This invention relates to visual detection and warning devices, and more particularly to a visual spoilage indicator for food containers. The invention is especially relevant to inexpensive indicators which may be easily incorporated into common food containers to provide a quick and easily detectable indication of probable deterioration of the food contents within the container.
Hardly a year goes by when there is not an outbreak of botulism in some part of the country. Even though the strictest standards of care may be observed in the preparation, packaging, sealing, and sterilization of foodstuffs and their containers, it is virtually impossible to insure completely against the occasional presence of bacteria. Given enough time (and not much is required), even one or just a few bacteria can create a substantial risk of botulism within the contaminated container. Of course, the public is warned to watch for such signs as swollen cans, but more than this is needed, as proven by the many people who continue to be hospitalized from time to time from botulism poisoning.
Recently it has become increasingly common for manufacturers to date code their products so that, either through sale or removal by the grocer, the products will be limited to a reasonable shelf life. This shelf life is presumably determined by balancing the risk that a contaminated container could become dangerous in a given period of time versus the cost of increasing the reliability of production controls in order to reduce the likelihood of initial contamination. Obviously, it would be unreasonably expensive to be absolutely certain that every container which left the factory was completely and totally sterile. On the other hand, a fair quantity of perfectly good food is probably destroyed when the shelf life expires in order to avoid the risk that one bad container might survive and be consumed. The picture is further complicated since there is no way of determining just how long a particular container might be stored in a given household.

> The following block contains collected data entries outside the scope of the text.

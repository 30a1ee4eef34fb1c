//! Matrix algebra for scenario variants.
//!
//! A matrix owns an ordered list of vectors; a vector is an ordered list of
//! key/value elements. Matrices are value-like: every algebraic operation
//! returns a fresh matrix and never mutates its inputs.

use std::collections::HashSet;
use std::fmt;

use hcl::Value;
use hcl_edit::structure::Block;
use peregrine_diagnostics::{Diagnostic, Diagnostics, SourceFiles, compact_value_str};

use crate::filter::ScenarioFilter;
use crate::schema::{
    attr_value_span, attributes, block_type_span, blocks, blocks_of_type, eval_error_diag,
    evaluate,
};
use crate::scope::EvalScope;

/// One key/value pair within a vector. The key is a matrix axis name.
#[derive(Clone, Debug, PartialEq)]
pub struct Element {
    pub key: String,
    pub value: Value,
}

impl Element {
    pub fn new(key: impl Into<String>, value: impl Into<Value>) -> Self {
        Self {
            key: key.into(),
            value: value.into(),
        }
    }

    /// Scalar display form: strings unquoted, other values compact.
    pub fn value_display(&self) -> String {
        match &self.value {
            Value::String(s) => s.clone(),
            other => compact_value_str(other),
        }
    }

    /// Element match for filters: same key and same rendered value. Filters
    /// arrive as text tokens, so comparison happens on the display form.
    pub fn matches(&self, other: &Element) -> bool {
        self.key == other.key && self.value_display() == other.value_display()
    }

    fn unique_key(&self) -> String {
        format!("{}\u{1f}{:?}", self.key, self.value)
    }
}

impl fmt::Display for Element {
    fn fmt(&self, f: &mut fmt::Formatter<'_>) -> fmt::Result {
        write!(f, "{}:{}", self.key, self.value_display())
    }
}

/// A single point in the matrix. Equality is element-wise and
/// order-sensitive; immutable once constructed.
#[derive(Clone, Debug, Default, PartialEq)]
pub struct Vector {
    elements: Vec<Element>,
}

impl Vector {
    pub fn new(elements: Vec<Element>) -> Self {
        Self { elements }
    }

    pub fn elements(&self) -> &[Element] {
        &self.elements
    }

    pub fn len(&self) -> usize {
        self.elements.len()
    }

    pub fn is_empty(&self) -> bool {
        self.elements.is_empty()
    }

    pub fn contains_element(&self, element: &Element) -> bool {
        self.elements.iter().any(|e| e.matches(element))
    }

    /// True when every element of `other` is present in `self`, regardless
    /// of order.
    pub fn contains_unordered(&self, other: &Vector) -> bool {
        other.elements.iter().all(|e| self.contains_element(e))
    }

    /// A copy with elements sorted by key, the canonical form used for
    /// scenario variant tags.
    #[must_use]
    pub fn sorted_by_key(&self) -> Vector {
        let mut elements = self.elements.clone();
        elements.sort_by(|a, b| a.key.cmp(&b.key));
        Vector { elements }
    }

    /// The vector as an evaluation-context value: an object of axis name to
    /// axis value.
    pub fn value(&self) -> Value {
        let mut map = hcl::value::Map::new();
        for element in &self.elements {
            map.insert(element.key.clone(), element.value.clone());
        }
        Value::Object(map)
    }

    fn unique_key(&self) -> String {
        let keys: Vec<String> = self.elements.iter().map(Element::unique_key).collect();
        keys.join("\u{1e}")
    }

    fn concat(&self, other: &Vector) -> Vector {
        let mut elements = self.elements.clone();
        elements.extend(other.elements.iter().cloned());
        Vector { elements }
    }
}

impl fmt::Display for Vector {
    fn fmt(&self, f: &mut fmt::Formatter<'_>) -> fmt::Result {
        f.write_str("[")?;
        for (i, element) in self.elements.iter().enumerate() {
            if i > 0 {
                f.write_str(" ")?;
            }
            write!(f, "{element}")?;
        }
        f.write_str("]")
    }
}

impl FromIterator<Element> for Vector {
    fn from_iter<I: IntoIterator<Item = Element>>(iter: I) -> Self {
        Self {
            elements: iter.into_iter().collect(),
        }
    }
}

#[derive(Clone, Debug, Default, PartialEq)]
pub struct Matrix {
    vectors: Vec<Vector>,
}

impl Matrix {
    pub fn new(vectors: Vec<Vector>) -> Self {
        Self { vectors }
    }

    pub fn vectors(&self) -> &[Vector] {
        &self.vectors
    }

    pub fn len(&self) -> usize {
        self.vectors.len()
    }

    pub fn is_empty(&self) -> bool {
        self.vectors.is_empty()
    }

    /// Appends a vector without deduplication; uniqueness is handled lazily
    /// by [`Matrix::unique_values`].
    pub fn add_vector(&mut self, vector: Vector) {
        self.vectors.push(vector);
    }

    /// Cartesian product: for every `a` in `self` and `b` in `other`, the
    /// concatenation `a ++ b`.
    #[must_use]
    pub fn product(&self, other: &Matrix) -> Matrix {
        let mut vectors = Vec::with_capacity(self.vectors.len() * other.vectors.len());
        for a in &self.vectors {
            for b in &other.vectors {
                vectors.push(a.concat(b));
            }
        }
        Matrix { vectors }
    }

    /// Vectors deduplicated by value equality, first occurrence wins, order
    /// preserved.
    #[must_use]
    pub fn unique_values(&self) -> Matrix {
        let mut seen = HashSet::new();
        let mut vectors = Vec::with_capacity(self.vectors.len());
        for vector in &self.vectors {
            if seen.insert(vector.unique_key()) {
                vectors.push(vector.clone());
            }
        }
        Matrix { vectors }
    }

    pub fn has_vector(&self, vector: &Vector) -> bool {
        let key = vector.unique_key();
        self.vectors.iter().any(|v| v.unique_key() == key)
    }

    /// The subset of vectors satisfying the filter: a vector is kept when
    /// its elements are a superset of every include element and it shares no
    /// element with any exclude. An include set that names every axis acts
    /// as an exact vector match.
    #[must_use]
    pub fn filter(&self, filter: &ScenarioFilter) -> Matrix {
        let vectors = self
            .vectors
            .iter()
            .filter(|v| {
                filter.includes().iter().all(|e| v.contains_element(e))
                    && !filter.excludes().iter().any(|e| v.contains_element(e))
            })
            .cloned()
            .collect();
        Matrix { vectors }
    }

    /// Vectors present, by value, in both matrices; order follows `self`.
    #[must_use]
    pub fn intersect(&self, other: &Matrix) -> Matrix {
        let other_keys: HashSet<String> =
            other.vectors.iter().map(Vector::unique_key).collect();
        let vectors = self
            .vectors
            .iter()
            .filter(|v| other_keys.contains(&v.unique_key()))
            .cloned()
            .collect();
        Matrix { vectors }
    }
}

/// Decodes the `matrix{}` block of a scenario block, when present.
///
/// Each attribute is an axis whose value must be a non-empty list of scalar
/// values; axes product-fold in declaration order. Nested `include{}` blocks
/// append vectors after the product, `exclude{}` blocks remove every vector
/// that contains one of theirs. The result is deduplicated by value.
pub(crate) fn decode_matrix(
    scenario_block: &Block,
    scope: &EvalScope,
    sources: &SourceFiles,
    filename: &str,
) -> (Option<Matrix>, Diagnostics) {
    let mut diags = Diagnostics::new();

    let matrix_blocks: Vec<&Block> = blocks_of_type(&scenario_block.body, "matrix").collect();
    let Some(block) = matrix_blocks.first() else {
        return (None, diags);
    };
    for extra in &matrix_blocks[1..] {
        let diag = Diagnostic::error("a scenario can only have one matrix block")
            .with_detail("additional matrix blocks are ignored");
        diags.push(sources.attach_snippet(diag, filename, &block_type_span(extra), None));
    }

    let ctx = scope.context();
    let mut matrix: Option<Matrix> = None;
    let mut includes = Vec::new();
    let mut excludes = Vec::new();

    for attr in attributes(&block.body) {
        if let Some(axis) = decode_axis(attr, &ctx, sources, filename, &mut diags) {
            matrix = Some(match matrix {
                Some(m) => m.product(&axis),
                None => axis,
            });
        }
    }

    for nested in blocks(&block.body) {
        let target = match nested.ident.as_str() {
            "include" => &mut includes,
            "exclude" => &mut excludes,
            other => {
                let diag = Diagnostic::error("unsupported block").with_detail(format!(
                    "a block of type {other:?} is not expected in matrix blocks",
                ));
                diags.push(sources.attach_snippet(
                    diag,
                    filename,
                    &block_type_span(nested),
                    None,
                ));
                continue;
            }
        };

        let mut sub: Option<Matrix> = None;
        for attr in attributes(&nested.body) {
            if let Some(axis) = decode_axis(attr, &ctx, sources, filename, &mut diags) {
                sub = Some(match sub {
                    Some(m) => m.product(&axis),
                    None => axis,
                });
            }
        }
        if let Some(sub) = sub {
            target.extend(sub.vectors);
        }
    }

    let Some(mut matrix) = matrix else {
        return (Some(Matrix::default()), diags);
    };

    for vector in includes {
        matrix.add_vector(vector);
    }
    matrix.vectors.retain(|v| {
        !excludes
            .iter()
            .any(|excluded: &Vector| v.contains_unordered(excluded))
    });

    (Some(matrix.unique_values()), diags)
}

fn decode_axis(
    attr: &hcl_edit::structure::Attribute,
    ctx: &hcl::eval::Context,
    sources: &SourceFiles,
    filename: &str,
    diags: &mut Diagnostics,
) -> Option<Matrix> {
    let key = attr.key.as_str().to_string();

    let value = match evaluate(&attr.value, ctx) {
        Ok(value) => value,
        Err(err) => {
            diags.push(eval_error_diag(&err, attr, sources, filename, ctx));
            return None;
        }
    };

    let items = match value {
        Value::Array(items) if !items.is_empty() => items,
        _ => {
            let diag = Diagnostic::error("matrix axis must be a list of values").with_detail(
                format!("the {key:?} axis must be a non-empty list of scalar values"),
            );
            diags.push(sources.attach_snippet(
                diag,
                filename,
                &attr_value_span(attr),
                None,
            ));
            return None;
        }
    };

    let mut vectors = Vec::with_capacity(items.len());
    for item in items {
        if !matches!(item, Value::String(_) | Value::Number(_) | Value::Bool(_)) {
            let diag = Diagnostic::error("matrix axis values must be scalar").with_detail(
                format!(
                    "the {key:?} axis contains {}, expected a string, number or bool",
                    compact_value_str(&item)
                ),
            );
            diags.push(sources.attach_snippet(
                diag,
                filename,
                &attr_value_span(attr),
                None,
            ));
            return None;
        }
        vectors.push(Vector::new(vec![Element {
            key: key.clone(),
            value: item,
        }]));
    }

    Some(Matrix::new(vectors))
}

#[cfg(test)]
mod tests {
    use super::*;

    fn vec_of(pairs: &[(&str, &str)]) -> Vector {
        pairs
            .iter()
            .map(|(k, v)| Element::new(*k, *v))
            .collect()
    }

    fn axis(key: &str, values: &[&str]) -> Matrix {
        Matrix::new(
            values
                .iter()
                .map(|v| Vector::new(vec![Element::new(key, *v)]))
                .collect(),
        )
    }

    fn canonical(m: &Matrix) -> Vec<String> {
        let mut out: Vec<String> = m
            .vectors()
            .iter()
            .map(|v| v.sorted_by_key().to_string())
            .collect();
        out.sort();
        out
    }

    #[test]
    fn product_is_cartesian() {
        let a = axis("distro", &["ubuntu", "rhel"]);
        let b = axis("arch", &["amd64", "arm64"]);

        let p = a.product(&b);
        assert_eq!(p.len(), 4);
        assert_eq!(p.vectors()[0].to_string(), "[distro:ubuntu arch:amd64]");
        assert_eq!(p.vectors()[3].to_string(), "[distro:rhel arch:arm64]");
    }

    #[test]
    fn product_is_associative_and_commutative_under_unique_values() {
        let a = axis("a", &["1", "2"]);
        let b = axis("b", &["x"]);
        let c = axis("c", &["y", "z"]);

        let left = a.product(&b).product(&c).unique_values();
        let right = a.product(&b.product(&c)).unique_values();
        assert_eq!(canonical(&left), canonical(&right));

        let forward = a.product(&b).unique_values();
        let backward = b.product(&a).unique_values();
        assert_eq!(canonical(&forward), canonical(&backward));
    }

    #[test]
    fn unique_values_first_occurrence_wins() {
        let mut m = Matrix::default();
        m.add_vector(vec_of(&[("distro", "ubuntu")]));
        m.add_vector(vec_of(&[("distro", "rhel")]));
        m.add_vector(vec_of(&[("distro", "ubuntu")]));

        let uniq = m.unique_values();
        assert_eq!(uniq.len(), 2);
        assert_eq!(uniq.vectors()[0].to_string(), "[distro:ubuntu]");
        assert_eq!(uniq.vectors()[1].to_string(), "[distro:rhel]");
    }

    #[test]
    fn filter_is_idempotent() {
        let m = axis("distro", &["ubuntu", "rhel", "amzn"]);
        let filter = ScenarioFilter::parse("distro:rhel !distro:amzn").unwrap();

        let once = m.filter(&filter);
        let twice = once.filter(&filter);
        assert_eq!(once, twice);
        assert_eq!(once.len(), 1);
        assert_eq!(once.vectors()[0].to_string(), "[distro:rhel]");
    }

    #[test]
    fn filter_excludes_match_any_element() {
        let m = axis("distro", &["ubuntu", "rhel"]).product(&axis("arch", &["amd64", "arm64"]));
        let filter = ScenarioFilter::parse("!arch:arm64").unwrap();

        let filtered = m.filter(&filter);
        assert_eq!(filtered.len(), 2);
        assert!(filtered.vectors().iter().all(|v| {
            !v.contains_element(&Element::new("arch", "arm64"))
        }));
    }

    #[test]
    fn intersect_keeps_vectors_in_both() {
        let a = axis("distro", &["ubuntu", "rhel", "amzn"]);
        let b = axis("distro", &["rhel", "amzn", "sles"]);

        let both = a.intersect(&b);
        assert_eq!(both.len(), 2);
        assert_eq!(both.vectors()[0].to_string(), "[distro:rhel]");
    }

    #[test]
    fn contains_unordered_ignores_element_order() {
        let v = vec_of(&[("distro", "ubuntu"), ("arch", "amd64")]);
        let reversed = vec_of(&[("arch", "amd64"), ("distro", "ubuntu")]);

        assert!(v.contains_unordered(&reversed));
        assert!(reversed.contains_unordered(&v));
        assert_ne!(v, reversed);

        let partial = vec_of(&[("arch", "amd64")]);
        assert!(v.contains_unordered(&partial));
        assert!(!partial.contains_unordered(&v));
    }

    #[test]
    fn vector_value_is_an_object() {
        let v = vec_of(&[("distro", "ubuntu")]);
        let value = v.value();
        let obj = value.as_object().unwrap();
        assert_eq!(obj.get("distro"), Some(&Value::from("ubuntu")));
    }
}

While alternatives to strict production and shelf life controls have undoubtedly been explored, there has been surprisingly little visible progress with repsect to other solutions to this problem. One such alternative solution, as suggested by the present invention, would be the provision of some sort of indicator which would readily and quickly show the condition of the food within the container. Certainly, the matter of displaying the ambient conditions within a particular sub-environment is not, in a broad sense, a new proposition. Fish aquarium thermometers and indoor-outdoor thermometers are common consumer products which provide a few examples. Various devices are also known which indicate the temperature, pressure, and/or humidity conditions within some sub-environment, and detectors are also known for indicating the presence of specific materials under these conditions.
Nevertheless, and put in its simplest terms, one cannot today walk into a supermarket and pick out a can of beans or mushrooms or whatever and tell at a glance whether or not there is a likely risk of botulism poisoning from this food. Obviously, a substantial need in this area has long existed, and continues to exist to this day. Further, from an economic standpoint, a reliable (even if not perfect) and inexpensive detector could well eliminate the need for shelf life controls, thus reducing or eliminating losses from the disposal of perfectly good food products. Additionally, it would substantially reduce the problem and risk resulting from further extending the storage once the product was taken home.
To explore the problem further, when the food within a sealed container starts to spoil, several by-products are given off. It is therefore theoretically possible to detect spoilage by detecting one or more of these by-products. Common to all such deterioration is the production of heat, acidity, pressure, and carbon dioxide (CO.sub.2). Ideally, a spoilage detector should be useable with as many different food products as possible, without requiring different detectors for each different type of food material.
Turning to the first by-product, heat, it is easy to see that a heat detector is not likely to be practical because the heat evolved during spoilage is small. Thus the typical conditions of storage and transportation of many food containers would produce temperature conditions far in excess of those likely to result solely from the heat released during spoilage.
Similarly, acidity is not a preferred index since the pH of various foodstuffs varies widely. It would therefore be necessary to have a full spectrum of indicators in order to accommodate all the different pH levels.
Pressure is perhaps a slightly more workable indicator, but still not very practical. In the first place, due to temperature variations and the chance of mishandling before sale, such a detector would have to be unresponsive to nominal pressure changes. Also, many products are heat sterilized after the can is sealed, so such a pressure detector would have to be insensitive to the pressure increase developed when the can is sterilized. However, the development of substantial pressure occurs rather late in the spoilage process, and therefore, to be effective, it would be necessary for such a detector to respond to slight pressure increases. These are obviously conflicting requirements which make pressure detection impractical.
Thus, if it were possible simply to detect carbon dioxide gas, this would be an ideal way to indicate the likelihood that the food content of the container was deteriorating. Of course, such a detector should be usable with the widest possible variety of foodstuffs. Thus such a detector would have to operate independently of the other properties of foodstuffs, such as pH, salt content (corrosiveness), pressure or vacuum, and so on. Further, such a detector must obviously be approved for use in connection with consumables.